In the most general sense, two people who are cohabitating are living together. When it comes to the term being used in relation to common-law marriage, it refers to a couple that has combined their personal affairs and has lived together for at least one year.
In the eyes of the federal government, cohabitation requires one year, while Ontario holds that it requires two.
Those individuals must have been living together continuously for that time period as well. Relationships often result in staggered instances of cohabitation that might not qualify as continuous.
There are different factors that might influence that status before or after a couple is considered common-law, though, and those factors are prevalent across relationships, so they’re important to understand.
Even if you haven’t experienced one of the circumstances below, you very well could in the future and it’s important to know how they’ll affect your relationship status.
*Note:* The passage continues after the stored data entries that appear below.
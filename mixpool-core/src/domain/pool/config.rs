use crate::domain::pool::state::PoolRole;
use crate::foundation::{
    Amount, CLIENT_LAG_SECS, DEFAULT_MAX_POOL_TRANSACTIONS, MIN_POOL_PEER_PROTO_VERSION, POOL_COLLATERAL, POOL_MAX_AMOUNT,
    QUEUE_TIMEOUT_SECS, SIGNING_TIMEOUT_SECS, TERMINAL_RESET_DELAY_SECS,
};
use serde::{Deserialize, Serialize};

pub const DEFAULT_CHARGE_FEES_PERCENT: u32 = 33;
pub const DEFAULT_RANDOM_FEE_PERCENT: u32 = 10;
pub const DEFAULT_NEW_BLOCK_DEBOUNCE_SECS: u64 = 10;
pub const DEFAULT_MAX_RELAY_ATTEMPTS: u32 = 3;
pub const DEFAULT_BROADCAST_RECORD_TTL_SECS: u64 = 3_600;

#[derive(Clone, Debug, PartialEq, Eq, Serialize, Deserialize)]
#[serde(default)]
pub struct PoolConfig {
    pub role: PoolRole,
    pub max_pool_transactions: usize,
    pub queue_timeout_secs: u64,
    pub signing_timeout_secs: u64,
    /// How long a finished round stays in `error`/`success` before resetting.
    pub reset_delay_secs: u64,
    /// Extra time a client grants its coordinator before timing out locally.
    pub client_lag_secs: u64,
    /// A round spanning more than this many blocks without progress is reset.
    pub min_block_spacing: u64,
    pub new_block_debounce_secs: u64,
    pub collateral_amount: Amount,
    pub pool_max_amount: Amount,
    /// Chance (percent) that a timeout actually charges an offender.
    pub charge_fees_percent: u32,
    /// Chance (percent) that each collateral is burned after a successful round.
    pub random_fee_percent: u32,
    /// Refuse generic `update_state` calls into `error`/`success` on a coordinator.
    pub coordinator_terminal_guard: bool,
    pub min_peer_protocol_version: u32,
    pub max_relay_attempts: u32,
    pub broadcast_record_ttl_secs: u64,
}

impl Default for PoolConfig {
    fn default() -> Self {
        Self {
            role: PoolRole::Client,
            max_pool_transactions: DEFAULT_MAX_POOL_TRANSACTIONS,
            queue_timeout_secs: QUEUE_TIMEOUT_SECS,
            signing_timeout_secs: SIGNING_TIMEOUT_SECS,
            reset_delay_secs: TERMINAL_RESET_DELAY_SECS,
            client_lag_secs: CLIENT_LAG_SECS,
            min_block_spacing: 1,
            new_block_debounce_secs: DEFAULT_NEW_BLOCK_DEBOUNCE_SECS,
            collateral_amount: POOL_COLLATERAL,
            pool_max_amount: POOL_MAX_AMOUNT,
            charge_fees_percent: DEFAULT_CHARGE_FEES_PERCENT,
            random_fee_percent: DEFAULT_RANDOM_FEE_PERCENT,
            coordinator_terminal_guard: true,
            min_peer_protocol_version: MIN_POOL_PEER_PROTO_VERSION,
            max_relay_attempts: DEFAULT_MAX_RELAY_ATTEMPTS,
            broadcast_record_ttl_secs: DEFAULT_BROADCAST_RECORD_TTL_SECS,
        }
    }
}

impl PoolConfig {
    pub fn coordinator() -> Self {
        Self { role: PoolRole::Coordinator, ..Self::default() }
    }

    pub fn client() -> Self {
        Self::default()
    }

    /// Timeout slack for this role.
    pub fn lag_secs(&self) -> u64 {
        match self.role {
            PoolRole::Client => self.client_lag_secs,
            PoolRole::Coordinator => 0,
        }
    }
}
How Temporary Physical Separation Impacts Your Status
A general rule of thumb to use when you’re wondering how temporary separation in distance will affect your status is to think of what your living situation would be under ordinary circumstances.
If you and your partner would ordinarily be living together, then you’re still cohabitating. In other words, a long business trip or a temporary move for schooling wouldn’t change that fact.
The condition is that you have lived together for one year and that you’re going to return to each other as soon as possible. Some other conditions that might separate couples are political unrest, a death or illness in the family, or some other temporary factor.
When these circumstances are in place and you’re asked to prove your relationship, you should be able to display some kind of evidence that you’re planning on continuing the relationship and that the separation isn’t a result of a break up of some kind.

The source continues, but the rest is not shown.